[Excerpts from a dataset]
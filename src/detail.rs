use chrono::{DateTime, Utc};
use once_cell::sync::Lazy;
use scraper::{Html, Selector};
use serde_json::Value;

use crate::budget::Deadline;
use crate::config::PipelineConfig;
use crate::crawler::{FetchError, HtmlSource};
use crate::extract::{
    find_next_data, is_detail_url, pick_live, pick_start, pick_str, resolve_url, walk_values,
    IMAGE_KEYS, LIVE_KEYS, TITLE_KEYS, URL_KEYS,
};
use crate::listing::{derive_status, price_hint, Listing, Status};

static LD_JSON: Lazy<Selector> =
    Lazy::new(|| Selector::parse(r#"script[type="application/ld+json"]"#).unwrap());
static META_TITLE: Lazy<Selector> = Lazy::new(|| {
    Selector::parse(
        r#"meta[property="og:title"], meta[name="og:title"], meta[name="twitter:title"], meta[property="twitter:title"]"#,
    )
    .unwrap()
});
static META_IMAGE: Lazy<Selector> = Lazy::new(|| {
    Selector::parse(
        r#"meta[property="og:image"], meta[name="og:image"], meta[name="twitter:image"], meta[property="twitter:image"]"#,
    )
    .unwrap()
});

/// Whatever a detail page told us. Stages only ever fill holes.
#[derive(Debug, Clone, Default, PartialEq)]
pub struct DetailFields {
    pub title: Option<String>,
    pub image: Option<String>,
    pub start_at: Option<String>,
    pub live: Option<bool>,
}

impl DetailFields {
    pub fn fill(&mut self, other: DetailFields) {
        self.title = self.title.take().or(other.title);
        self.image = self.image.take().or(other.image);
        self.start_at = self.start_at.take().or(other.start_at);
        self.live = self.live.or(other.live);
    }

    fn signals(&self) -> usize {
        [
            self.title.is_some(),
            self.image.is_some(),
            self.start_at.is_some(),
            self.live.is_some(),
        ]
        .iter()
        .filter(|b| **b)
        .count()
    }

    fn is_complete(&self) -> bool {
        self.signals() == 4
    }
}

fn fields_of(obj: &Value, cfg: &PipelineConfig) -> DetailFields {
    DetailFields {
        title: pick_str(obj, TITLE_KEYS).map(str::to_string),
        image: pick_str(obj, IMAGE_KEYS).map(|s| resolve_url(s, &cfg.base_url)),
        start_at: pick_start(obj),
        live: pick_live(obj),
    }
}

fn references_listing(obj: &Value, listing: &Listing, cfg: &PipelineConfig) -> bool {
    if let (Some(id), Some(obj_id)) = (listing.id.as_deref(), obj.get("id").and_then(Value::as_str)) {
        if id == obj_id {
            return true;
        }
    }
    URL_KEYS
        .iter()
        .filter_map(|k| obj.get(*k).and_then(Value::as_str))
        .any(|raw| resolve_url(raw, &cfg.base_url) == listing.url)
}

/// Show-shaped: has a start time, a live flag, or links to some detail page.
/// Sellers and viewers carry a name and an avatar but none of these.
fn looks_like_listing(obj: &Value, found: &DetailFields, cfg: &PipelineConfig) -> bool {
    found.start_at.is_some()
        || found.live == Some(true)
        || LIVE_KEYS
            .iter()
            .any(|k| obj.get(*k).is_some_and(Value::is_boolean))
        || URL_KEYS
            .iter()
            .filter_map(|k| obj.get(*k).and_then(Value::as_str))
            .any(|raw| is_detail_url(&resolve_url(raw, &cfg.base_url), cfg))
}

/// Stage 1: the embedded JSON payload. Objects that point back at this
/// listing win; otherwise the first show-shaped objects carrying at least
/// two signals.
pub fn from_next_data(html: &str, listing: &Listing, cfg: &PipelineConfig) -> DetailFields {
    let Some(data) = find_next_data(html) else {
        return DetailFields::default();
    };

    let mut matched = DetailFields::default();
    let mut loose = DetailFields::default();
    walk_values(&data, cfg.max_walk_nodes, |value| {
        if !value.is_object() {
            return;
        }
        let found = fields_of(value, cfg);
        if found.signals() == 0 {
            return;
        }
        if references_listing(value, listing, cfg) {
            matched.fill(found);
        } else if found.signals() >= 2
            && !loose.is_complete()
            && looks_like_listing(value, &found, cfg)
        {
            loose.fill(found);
        }
    });

    matched.fill(loose);
    matched
}

fn is_event_like(obj: &Value) -> bool {
    match obj.get("@type") {
        Some(Value::String(t)) => t.ends_with("Event"),
        Some(Value::Array(types)) => types
            .iter()
            .filter_map(Value::as_str)
            .any(|t| t.ends_with("Event")),
        _ => false,
    }
}

fn ld_image(v: &Value) -> Option<String> {
    match v {
        Value::String(s) if !s.trim().is_empty() => Some(s.trim().to_string()),
        Value::Array(items) => items.iter().find_map(ld_image),
        Value::Object(_) => v.get("url").and_then(ld_image),
        _ => None,
    }
}

fn ld_live(obj: &Value) -> Option<bool> {
    obj.get("isLiveBroadcast")
        .and_then(Value::as_bool)
        .or_else(|| {
            obj.get("publication")
                .and_then(|p| match p {
                    Value::Array(items) => items.first(),
                    other => Some(other),
                })
                .and_then(|p| p.get("isLiveBroadcast"))
                .and_then(Value::as_bool)
        })
}

fn ld_nodes(v: &Value) -> Vec<&Value> {
    match v {
        Value::Array(items) => items.iter().flat_map(ld_nodes).collect(),
        Value::Object(map) => {
            let mut out = vec![v];
            if let Some(graph) = map.get("@graph") {
                out.extend(ld_nodes(graph));
            }
            out
        }
        _ => Vec::new(),
    }
}

/// Stage 2: the first event-like JSON-LD block.
pub fn from_linked_data(document: &Html, cfg: &PipelineConfig) -> DetailFields {
    for script in document.select(&LD_JSON) {
        let json_text = script.text().collect::<String>();
        let Ok(data) = serde_json::from_str::<Value>(&json_text) else {
            continue;
        };
        if let Some(event) = ld_nodes(&data).into_iter().find(|n| is_event_like(n)) {
            return DetailFields {
                title: pick_str(event, &["name"]).map(str::to_string),
                image: event
                    .get("image")
                    .and_then(ld_image)
                    .map(|s| resolve_url(&s, &cfg.base_url)),
                start_at: pick_str(event, &["startDate"]).map(str::to_string),
                live: ld_live(event),
            };
        }
    }
    DetailFields::default()
}

fn meta_content(document: &Html, selector: &Selector) -> Option<String> {
    document
        .select(selector)
        .filter_map(|el| el.value().attr("content"))
        .map(str::trim)
        .find(|s| !s.is_empty())
        .map(str::to_string)
}

/// Stage 3: social preview tags.
pub fn from_meta(document: &Html, cfg: &PipelineConfig) -> DetailFields {
    DetailFields {
        title: meta_content(document, &META_TITLE),
        image: meta_content(document, &META_IMAGE).map(|s| resolve_url(&s, &cfg.base_url)),
        start_at: None,
        live: None,
    }
}

/// Run all three stages over one detail page, first value per field wins.
pub fn extract_details(html: &str, listing: &Listing, cfg: &PipelineConfig) -> DetailFields {
    let mut fields = from_next_data(html, listing, cfg);
    if fields.is_complete() {
        return fields;
    }

    let document = Html::parse_document(html);
    fields.fill(from_linked_data(&document, cfg));
    if fields.title.is_none() || fields.image.is_none() {
        fields.fill(from_meta(&document, cfg));
    }
    fields
}

/// Build the enriched copy. Values already on the listing stay put; the
/// placeholder title counts as missing.
pub fn apply(listing: &Listing, fields: DetailFields, cfg: &PipelineConfig, now: DateTime<Utc>) -> Listing {
    let title = listing
        .title
        .clone()
        .filter(|t| *t != cfg.placeholder_title)
        .or(fields.title)
        .or_else(|| listing.title.clone());
    let image = listing.image.clone().or(fields.image);
    let start_at = listing.start_at.clone().or(fields.start_at);

    let live = listing.status == Status::Live || fields.live.unwrap_or(false);
    let status = derive_status(live, start_at.as_deref(), now);

    let (price_hint, currency) = match (listing.price_hint, &listing.currency) {
        (Some(p), Some(c)) => (Some(p), Some(c.clone())),
        _ => match title.as_deref().and_then(price_hint) {
            Some((p, c)) => (Some(p), Some(c)),
            None => (None, None),
        },
    };

    Listing {
        id: listing.id.clone(),
        title,
        url: listing.url.clone(),
        image,
        start_at,
        status,
        price_hint,
        currency,
    }
}

async fn fetch_detail(
    source: &dyn HtmlSource,
    listing: &Listing,
    deadline: &Deadline,
    cfg: &PipelineConfig,
) -> Result<String, FetchError> {
    let timeout = deadline.clamp(cfg.detail_timeout);
    let page = deadline
        .run(source.fetch(&listing.url, timeout))
        .await
        .map_err(|_| FetchError::DeadlineExceeded)??;
    if !page.is_success() {
        return Err(FetchError::Status(page.status));
    }
    Ok(page.body)
}

/// Fetch one detail page and fill in what the listing is missing. Any fetch
/// failure hands back the listing exactly as it came in.
pub async fn enrich(
    source: &dyn HtmlSource,
    listing: &Listing,
    deadline: &Deadline,
    cfg: &PipelineConfig,
) -> Listing {
    match fetch_detail(source, listing, deadline, cfg).await {
        Ok(html) => {
            let fields = extract_details(&html, listing, cfg);
            tracing::debug!(url = %listing.url, ?fields, "detail fields");
            apply(listing, fields, cfg, Utc::now())
        }
        Err(e) => {
            tracing::warn!(url = %listing.url, error = %e, "detail fetch failed, keeping listing as is");
            listing.clone()
        }
    }
}
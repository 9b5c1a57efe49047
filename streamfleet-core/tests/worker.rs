mod common;

use common::{Harness, MB};
use serde_json::{json, Value};
use streamfleet_core::{
    AgentCommand, JobStatus, OperationKind, PlaybackOrder, WorkerError,
};
use tokio_stream::StreamExt;

#[tokio::test]
async fn drives_start_then_stop() {
    let harness = Harness::new();
    harness.active_node("vps-a", 4, 20.0);
    harness.active_node("vps-b", 4, 40.0);
    harness.job("job-1", 100 * MB);
    let queue = &harness.services.queue;
    let worker = &harness.services.worker;

    assert!(queue
        .queue_operation("job-1", OperationKind::StartStream, Value::Null)
        .unwrap());
    let outcome = worker.drive("job-1").await.unwrap().unwrap();
    assert!(outcome.success, "{}", outcome.message);
    assert_eq!(outcome.kind, OperationKind::StartStream);

    let repository = harness.services.lifecycle.repository();
    let session = repository.active_session("job-1").unwrap().unwrap();
    assert_eq!(session.node_id, "vps-a");
    assert_eq!(harness.services.registry.load("vps-a").unwrap(), 1);

    assert!(queue
        .queue_operation("job-1", OperationKind::StopStream, json!({"reason": "user request"}))
        .unwrap());
    let outcome = worker.drive("job-1").await.unwrap().unwrap();
    assert!(outcome.success);
    let stopped = repository.session(&session.id).unwrap().unwrap();
    assert_eq!(stopped.stop_reason.as_deref(), Some("user request"));
    assert_eq!(
        repository.job("job-1").unwrap().unwrap().status,
        JobStatus::Stopped
    );
    assert_eq!(harness.services.registry.load("vps-a").unwrap(), 0);

    assert!(worker.drive("job-1").await.unwrap().is_none());
    let status = queue.get_status("job-1").unwrap();
    assert_eq!(status.history.len(), 2);
}

#[tokio::test]
async fn failed_start_is_retried_with_backoff() {
    let harness = Harness::new();
    harness.active_node("vps-a", 4, 20.0);
    harness.remote.fail_dispatch_on("vps-a");
    harness.job("job-1", 100 * MB);
    let queue = &harness.services.queue;
    let worker = &harness.services.worker;

    queue
        .queue_operation("job-1", OperationKind::StartStream, Value::Null)
        .unwrap();
    let outcome = worker.drive("job-1").await.unwrap().unwrap();
    assert!(!outcome.success);
    assert!(outcome.will_retry);
    assert!(outcome.message.contains("vps-a"));

    // Still in backoff.
    assert!(worker.drive("job-1").await.unwrap().is_none());
    harness.clock.advance_secs(10);
    let outcome = worker.drive("job-1").await.unwrap().unwrap();
    assert!(!outcome.success);
    assert!(outcome.will_retry);

    harness.clock.advance_secs(20);
    let outcome = worker.drive("job-1").await.unwrap().unwrap();
    assert!(!outcome.will_retry);
    let status = queue.get_status("job-1").unwrap();
    assert!(status.queued.is_empty());
    assert_eq!(status.history.len(), 1);
}

#[tokio::test]
async fn missing_job_fails_the_operation() {
    let harness = Harness::new();
    harness.active_node("vps-a", 4, 20.0);
    harness
        .services
        .queue
        .queue_operation("ghost", OperationKind::StartStream, Value::Null)
        .unwrap();
    let outcome = harness.services.worker.drive("ghost").await.unwrap().unwrap();
    assert!(!outcome.success);
    assert!(outcome.message.contains("ghost"));
}

#[tokio::test]
async fn update_reaches_the_streaming_agent() {
    let harness = Harness::new();
    harness.active_node("vps-a", 4, 20.0);
    harness.job("job-1", 100 * MB);
    let queue = &harness.services.queue;
    let worker = &harness.services.worker;
    queue
        .queue_operation("job-1", OperationKind::StartStream, Value::Null)
        .unwrap();
    worker.drive("job-1").await.unwrap().unwrap();

    let mut inbox = harness.services.agent.commands("vps-a").await.unwrap();
    queue
        .queue_operation(
            "job-1",
            OperationKind::UpdateStream,
            json!({"loop_enabled": true, "playlist_order": "random"}),
        )
        .unwrap();
    let outcome = worker.drive("job-1").await.unwrap().unwrap();
    assert!(outcome.success, "{}", outcome.message);

    assert_eq!(
        inbox.next().await,
        Some(AgentCommand::SetLoopMode {
            stream_id: "job-1".to_string(),
            enabled: true,
        })
    );
    assert_eq!(
        inbox.next().await,
        Some(AgentCommand::SetPlaybackOrder {
            stream_id: "job-1".to_string(),
            order: PlaybackOrder::Random,
        })
    );
    let job = harness
        .services
        .lifecycle
        .repository()
        .job("job-1")
        .unwrap()
        .unwrap();
    assert!(job.loop_enabled);
    assert_eq!(job.playlist_order, PlaybackOrder::Random);
}

#[test]
fn unavailable_agent_error_names_the_node() {
    let err = WorkerError::AgentUnavailable("vps-a".to_string());
    assert_eq!(err.to_string(), "agent on node vps-a is not listening");
}
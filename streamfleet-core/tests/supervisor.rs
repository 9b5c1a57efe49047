mod common;

use common::Harness;
use streamfleet_core::{Clock, Heartbeat, LoadAdjustment, StartKind, StreamingStrategy};

async fn start(harness: &Harness, job_id: &str, node_id: &str) {
    let job = harness.job(job_id, 1024);
    let node = harness.services.registry.require(node_id).unwrap();
    harness
        .services
        .lifecycle
        .start_on_node(&job, &node, StreamingStrategy::UrlStreaming, StartKind::Fresh)
        .await
        .unwrap();
}

#[tokio::test]
async fn reconciliation_corrects_drifted_counters() {
    let harness = Harness::new();
    harness.active_node("vps-a", 4, 30.0);
    harness.active_node("vps-b", 4, 30.0);
    start(&harness, "job-1", "vps-a").await;
    start(&harness, "job-2", "vps-a").await;

    harness.services.registry.set_load("vps-a", 5).unwrap();
    harness.services.registry.increment_load("vps-b").unwrap();

    let adjustments = harness.services.supervisor.reconcile_loads().unwrap();
    assert_eq!(
        adjustments,
        vec![
            LoadAdjustment {
                node_id: "vps-a".to_string(),
                recorded: 5,
                actual: 2,
            },
            LoadAdjustment {
                node_id: "vps-b".to_string(),
                recorded: 1,
                actual: 0,
            },
        ]
    );
    assert_eq!(harness.services.registry.load("vps-a").unwrap(), 2);
    assert_eq!(harness.services.registry.load("vps-b").unwrap(), 0);
    assert!(harness.services.supervisor.reconcile_loads().unwrap().is_empty());
}

#[tokio::test]
async fn reconciliation_runs_once_per_interval() {
    let harness = Harness::new();
    harness.active_node("vps-a", 4, 30.0);

    let first = harness.services.supervisor.tick().await.unwrap();
    assert_eq!(first.load_adjustments, Some(Vec::new()));
    let second = harness.services.supervisor.tick().await.unwrap();
    assert_eq!(second.load_adjustments, None);

    harness.services.registry.set_load("vps-a", 3).unwrap();
    harness.clock.advance_secs(600);
    let third = harness.services.supervisor.tick().await.unwrap();
    assert_eq!(third.load_adjustments.map(|list| list.len()), Some(1));
    assert_eq!(harness.services.registry.load("vps-a").unwrap(), 0);
}

#[tokio::test]
async fn heartbeats_refresh_known_nodes_only() {
    let harness = Harness::new();
    harness.active_node("vps-a", 4, 30.0);
    harness.clock.advance_secs(90);
    let now = harness.clock.now();

    let accepted = harness
        .services
        .supervisor
        .ingest_heartbeat(&Heartbeat {
            vps_id: "vps-a".to_string(),
            timestamp: now,
            active_streams: Vec::new(),
            agent_version: Some("2.3.1".to_string()),
            capabilities: vec!["ffmpeg".to_string()],
        })
        .unwrap();
    assert!(accepted);
    let node = harness.services.registry.require("vps-a").unwrap();
    assert_eq!(node.last_heartbeat_at, Some(now));
    assert_eq!(node.agent_version.as_deref(), Some("2.3.1"));

    let unknown = harness
        .services
        .supervisor
        .ingest_heartbeat(&Heartbeat {
            vps_id: "vps-ghost".to_string(),
            timestamp: now,
            active_streams: Vec::new(),
            agent_version: None,
            capabilities: Vec::new(),
        })
        .unwrap();
    assert!(!unknown);
}

#[tokio::test]
async fn run_loop_ingests_published_heartbeats() {
    let harness = Harness::new();
    harness.active_node("vps-a", 4, 30.0);
    let beat_at = harness.clock.now() + chrono::Duration::seconds(30);

    let supervisor = harness.services.supervisor.clone();
    let agent = harness.services.agent.clone();
    let (stop_tx, stop_rx) = tokio::sync::oneshot::channel::<()>();
    let handle = tokio::spawn(async move {
        supervisor
            .run_loop(async {
                let _ = stop_rx.await;
            })
            .await
    });

    // Give the loop a chance to subscribe before publishing.
    let mut delivered = 0;
    for _ in 0..50 {
        tokio::task::yield_now().await;
        delivered = agent
            .publish_heartbeat(&Heartbeat {
                vps_id: "vps-a".to_string(),
                timestamp: beat_at,
                active_streams: Vec::new(),
                agent_version: None,
                capabilities: Vec::new(),
            })
            .await
            .unwrap();
        if delivered > 0 {
            break;
        }
    }
    assert!(delivered > 0);
    for _ in 0..50 {
        tokio::task::yield_now().await;
        let node = harness.services.registry.require("vps-a").unwrap();
        if node.last_heartbeat_at == Some(beat_at) {
            break;
        }
    }
    stop_tx.send(()).unwrap();
    handle.await.unwrap().unwrap();
    let node = harness.services.registry.require("vps-a").unwrap();
    assert_eq!(node.last_heartbeat_at, Some(beat_at));
}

_TASK ITEM_
Reproduce every line of the records containing the string "filename".

_EXERCISE RESULT_
filename src/detail.rs
filename streamfleet-core/tests/worker.rs
filename streamfleet-core/tests/supervisor.rs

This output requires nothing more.